• DATA SHOWN:
■ ■ ■ ■ ■
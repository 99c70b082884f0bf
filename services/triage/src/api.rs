use crate::config::ApiConfig;
use crate::error::ApiError;
use crate::inference::Detection;
use crate::pipeline::{DetectionPipeline, IncomingImage, ProcessingOutcome};
use anyhow::{Context, Result};
use axum::extract::multipart::MultipartRejection;
use axum::extract::{DefaultBodyLimit, Multipart, State};
use axum::response::IntoResponse;
use axum::routing::{get, post};
use axum::{Json, Router};
use bytes::BytesMut;
use serde::Serialize;
use std::future::Future;
use std::sync::Arc;
use tower_http::cors::{Any, CorsLayer};
use tower_http::trace::TraceLayer;
use tracing::{info, instrument};

/// Multipart framing allowance on top of the image limit
const MULTIPART_OVERHEAD_BYTES: usize = 64 * 1024;

/// Name of the file field carrying the image
const IMAGE_FIELD: &str = "image";

/// Application state shared across handlers
#[derive(Clone)]
pub struct AppState {
    pub pipeline: Arc<DetectionPipeline>,
    pub max_upload_bytes: usize,
    pub service_name: String,
    /// Whether kept detections raise downstream tasks
    pub notifications_enabled: bool,
}

/// Successful upload response
#[derive(Debug, Serialize)]
#[serde(rename_all = "camelCase")]
pub struct UploadResponse {
    pub success: bool,
    pub filename: String,
    pub confidence: f64,
    pub passed: bool,
    pub message: String,
    #[serde(skip_serializing_if = "Option::is_none")]
    pub result_path: Option<String>,
    #[serde(skip_serializing_if = "Vec::is_empty")]
    pub detections: Vec<Detection>,
}

impl UploadResponse {
    fn from_outcome(outcome: &ProcessingOutcome, notifications_enabled: bool) -> Self {
        let passed = outcome.passed();
        let message = match (passed, notifications_enabled) {
            (true, true) => format!(
                "Litter detected ({}); cleanup task requested",
                outcome.decision.reason
            ),
            (true, false) => format!("Litter detected ({})", outcome.decision.reason),
            (false, _) => format!(
                "No litter detected ({}); image discarded",
                outcome.decision.reason
            ),
        };

        Self {
            success: true,
            filename: outcome.filename.clone(),
            confidence: outcome.decision.confidence,
            passed,
            message,
            result_path: outcome.result_path().map(|p| p.display().to_string()),
            detections: outcome.detections.clone(),
        }
    }
}

/// Create the API router
pub fn create_router(state: AppState, config: &ApiConfig) -> Router {
    let cors = if config.cors_enabled {
        if config.cors_origins.is_empty() {
            CorsLayer::new()
                .allow_origin(Any)
                .allow_methods(Any)
                .allow_headers(Any)
        } else {
            let origins: Vec<_> = config
                .cors_origins
                .iter()
                .filter_map(|o| o.parse().ok())
                .collect();
            CorsLayer::new()
                .allow_origin(origins)
                .allow_methods(Any)
                .allow_headers(Any)
        }
    } else {
        CorsLayer::new()
    };

    let body_limit = state.max_upload_bytes + MULTIPART_OVERHEAD_BYTES;

    Router::new()
        .route("/health", get(health_check))
        .route("/upload", post(upload_image))
        .layer(DefaultBodyLimit::max(body_limit))
        .layer(TraceLayer::new_for_http())
        .layer(cors)
        .with_state(state)
}

/// Health check endpoint
async fn health_check(State(state): State<AppState>) -> impl IntoResponse {
    Json(serde_json::json!({
        "status": "healthy",
        "service": state.service_name
    }))
}

/// Receive one image, run detection and triage it.
///
/// The response is sent only after the worker has finished and the
/// artifacts have reached their final state.
#[instrument(skip(state, multipart))]
async fn upload_image(
    State(state): State<AppState>,
    multipart: Result<Multipart, MultipartRejection>,
) -> Result<Json<UploadResponse>, ApiError> {
    let image = read_image_field(multipart?, state.max_upload_bytes).await?;
    let outcome = state.pipeline.process(image).await?;

    Ok(Json(UploadResponse::from_outcome(
        &outcome,
        state.notifications_enabled,
    )))
}

/// Pull exactly one `image` file out of the form, enforcing the size cap
/// while streaming so oversize uploads never reach disk.
async fn read_image_field(mut multipart: Multipart, limit: usize) -> Result<IncomingImage, ApiError> {
    let mut image: Option<IncomingImage> = None;

    while let Some(mut field) = multipart
        .next_field()
        .await
        .map_err(|e| ApiError::from_multipart(e, limit))?
    {
        if field.name() != Some(IMAGE_FIELD) {
            continue;
        }
        if image.is_some() {
            return Err(ApiError::InvalidUpload(
                "Only one image file may be uploaded".to_string(),
            ));
        }

        let content_type = field.content_type().map(str::to_string);
        let original_name = field.file_name().map(str::to_string);

        let mut data = BytesMut::new();
        while let Some(chunk) = field
            .chunk()
            .await
            .map_err(|e| ApiError::from_multipart(e, limit))?
        {
            if data.len() + chunk.len() > limit {
                return Err(ApiError::PayloadTooLarge { limit });
            }
            data.extend_from_slice(&chunk);
        }

        image = Some(IncomingImage {
            data: data.freeze(),
            content_type,
            original_name,
        });
    }

    match image {
        Some(image) if !image.data.is_empty() => Ok(image),
        _ => Err(ApiError::MissingImage),
    }
}

/// Start the upload API server
pub async fn start_api_server<F>(state: AppState, config: &ApiConfig, shutdown: F) -> Result<()>
where
    F: Future<Output = ()> + Send + 'static,
{
    let router = create_router(state, config);
    let addr = format!("{}:{}", config.host, config.port);

    info!(address = %addr, "Starting upload API server");

    let listener = tokio::net::TcpListener::bind(&addr)
        .await
        .context("Failed to bind to address")?;

    axum::serve(listener, router)
        .with_graceful_shutdown(shutdown)
        .await
        .context("API server error")?;

    Ok(())
}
■ ■ ■ ■ ■
• REQUIREMENT: Find how many lines in the material above contain "ProcessingOutcome", and answer with that number only.

• TASK RESULT: 2